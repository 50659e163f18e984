//! Daily file naming
//!
//! Event files carry the UTC date of the events they hold, e.g.
//! `log-20240115.txt`, so one file accumulates per day. The embedded date is
//! also the token a retention sweep looks for before it will delete
//! anything.

use chrono::{DateTime, Utc};
use regex::Regex;

/// Naming scheme for per-day event files
#[derive(Debug, Clone, PartialEq, Eq)]
pub struct FileNaming {
    prefix: String,
    extension: String,
}

impl Default for FileNaming {
    fn default() -> Self {
        Self::new("log", "txt")
    }
}

impl FileNaming {
    /// Create a scheme with a custom prefix and extension
    pub fn new(prefix: impl Into<String>, extension: impl Into<String>) -> Self {
        Self {
            prefix: prefix.into(),
            extension: extension.into(),
        }
    }

    /// Leading component of generated names
    pub fn prefix(&self) -> &str {
        &self.prefix
    }

    /// Extension of generated names, without the dot
    pub fn extension(&self) -> &str {
        &self.extension
    }

    /// File name for events stamped with `timestamp`
    pub fn file_name(&self, timestamp: DateTime<Utc>) -> String {
        format!(
            "{}-{}.{}",
            self.prefix,
            timestamp.format("%Y%m%d"),
            self.extension
        )
    }

    /// Anchored pattern matching exactly the names this scheme produces
    ///
    /// Suitable as the pattern of a retention rule scoped to this sink's own
    /// files.
    pub fn pattern(&self) -> Regex {
        let source = format!(
            r"^{}-\d{{8}}\.{}$",
            regex::escape(&self.prefix),
            regex::escape(&self.extension)
        );
        Regex::new(&source).expect("escaped literals form a valid pattern")
    }
}

#[cfg(test)]
mod tests {
    use super::*;
    use crate::retention::has_date_token;
    use chrono::TimeZone;

    #[test]
    fn test_default_names_file_by_utc_date() {
        let naming = FileNaming::default();
        let ts = Utc.with_ymd_and_hms(2024, 1, 15, 23, 59, 59).unwrap();

        assert_eq!(naming.file_name(ts), "log-20240115.txt");
    }

    #[test]
    fn test_custom_prefix_and_extension() {
        let naming = FileNaming::new("audit", "log");
        let ts = Utc.with_ymd_and_hms(2026, 8, 26, 12, 0, 0).unwrap();

        assert_eq!(naming.prefix(), "audit");
        assert_eq!(naming.extension(), "log");
        assert_eq!(naming.file_name(ts), "audit-20260826.log");
    }

    #[test]
    fn test_generated_names_carry_a_date_token() {
        let naming = FileNaming::default();
        assert!(has_date_token(&naming.file_name(Utc::now())));
    }

    #[test]
    fn test_pattern_matches_generated_names() {
        let naming = FileNaming::default();
        let pattern = naming.pattern();

        assert!(pattern.is_match(&naming.file_name(Utc::now())));
        assert!(pattern.is_match("log-20200101.txt"));
    }

    #[test]
    fn test_pattern_rejects_foreign_names() {
        let pattern = FileNaming::default().pattern();

        assert!(!pattern.is_match("log-2024011.txt"));
        assert!(!pattern.is_match("audit-20240115.txt"));
        assert!(!pattern.is_match("log-20240115.txt.bak"));
        assert!(!pattern.is_match("log-20240115.bak"));
    }

    #[test]
    fn test_pattern_escapes_literal_dots() {
        let pattern = FileNaming::new("my.app", "txt").pattern();

        assert!(pattern.is_match("my.app-20240115.txt"));
        assert!(!pattern.is_match("myxapp-20240115.txt"));
    }
}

**Task prompt:** Write the listing out again in its entirety, exactly.

**Output for this task:**
repository 50659e163f18e984
//! Daily file naming
//!
//! Event files carry the UTC date of the events they hold, e.g.
//! `log-20240115.txt`, so one file accumulates per day. The embedded date is
//! also the token a retention sweep looks for before it will delete
//! anything.

use chrono::{DateTime, Utc};
use regex::Regex;

/// Naming scheme for per-day event files
#[derive(Debug, Clone, PartialEq, Eq)]
pub struct FileNaming {
    prefix: String,
    extension: String,
}

impl Default for FileNaming {
    fn default() -> Self {
        Self::new("log", "txt")
    }
}

impl FileNaming {
    /// Create a scheme with a custom prefix and extension
    pub fn new(prefix: impl Into<String>, extension: impl Into<String>) -> Self {
        Self {
            prefix: prefix.into(),
            extension: extension.into(),
        }
    }

    /// Leading component of generated names
    pub fn prefix(&self) -> &str {
        &self.prefix
    }

    /// Extension of generated names, without the dot
    pub fn extension(&self) -> &str {
        &self.extension
    }

    /// File name for events stamped with `timestamp`
    pub fn file_name(&self, timestamp: DateTime<Utc>) -> String {
        format!(
            "{}-{}.{}",
            self.prefix,
            timestamp.format("%Y%m%d"),
            self.extension
        )
    }

    /// Anchored pattern matching exactly the names this scheme produces
    ///
    /// Suitable as the pattern of a retention rule scoped to this sink's own
    /// files.
    pub fn pattern(&self) -> Regex {
        let source = format!(
            r"^{}-\d{{8}}\.{}$",
            regex::escape(&self.prefix),
            regex::escape(&self.extension)
        );
        Regex::new(&source).expect("escaped literals form a valid pattern")
    }
}

#[cfg(test)]
mod tests {
    use super::*;
    use crate::retention::has_date_token;
    use chrono::TimeZone;

    #[test]
    fn test_default_names_file_by_utc_date() {
        let naming = FileNaming::default();
        let ts = Utc.with_ymd_and_hms(2024, 1, 15, 23, 59, 59).unwrap();

        assert_eq!(naming.file_name(ts), "log-20240115.txt");
    }

    #[test]
    fn test_custom_prefix_and_extension() {
        let naming = FileNaming::new("audit", "log");
        let ts = Utc.with_ymd_and_hms(2026, 8, 26, 12, 0, 0).unwrap();

        assert_eq!(naming.prefix(), "audit");
        assert_eq!(naming.extension(), "log");
        assert_eq!(naming.file_name(ts), "audit-20260826.log");
    }

    #[test]
    fn test_generated_names_carry_a_date_token() {
        let naming = FileNaming::default();
        assert!(has_date_token(&naming.file_name(Utc::now())));
    }

    #[test]
    fn test_pattern_matches_generated_names() {
        let naming = FileNaming::default();
        let pattern = naming.pattern();

        assert!(pattern.is_match(&naming.file_name(Utc::now())));
        assert!(pattern.is_match("log-20200101.txt"));
    }

    #[test]
    fn test_pattern_rejects_foreign_names() {
        let pattern = FileNaming::default().pattern();

        assert!(!pattern.is_match("log-2024011.txt"));
        assert!(!pattern.is_match("audit-20240115.txt"));
        assert!(!pattern.is_match("log-20240115.txt.bak"));
        assert!(!pattern.is_match("log-20240115.bak"));
    }

    #[test]
    fn test_pattern_escapes_literal_dots() {
        let pattern = FileNaming::new("my.app", "txt").pattern();

        assert!(pattern.is_match("my.app-20240115.txt"));
        assert!(!pattern.is_match("myxapp-20240115.txt"));
    }
}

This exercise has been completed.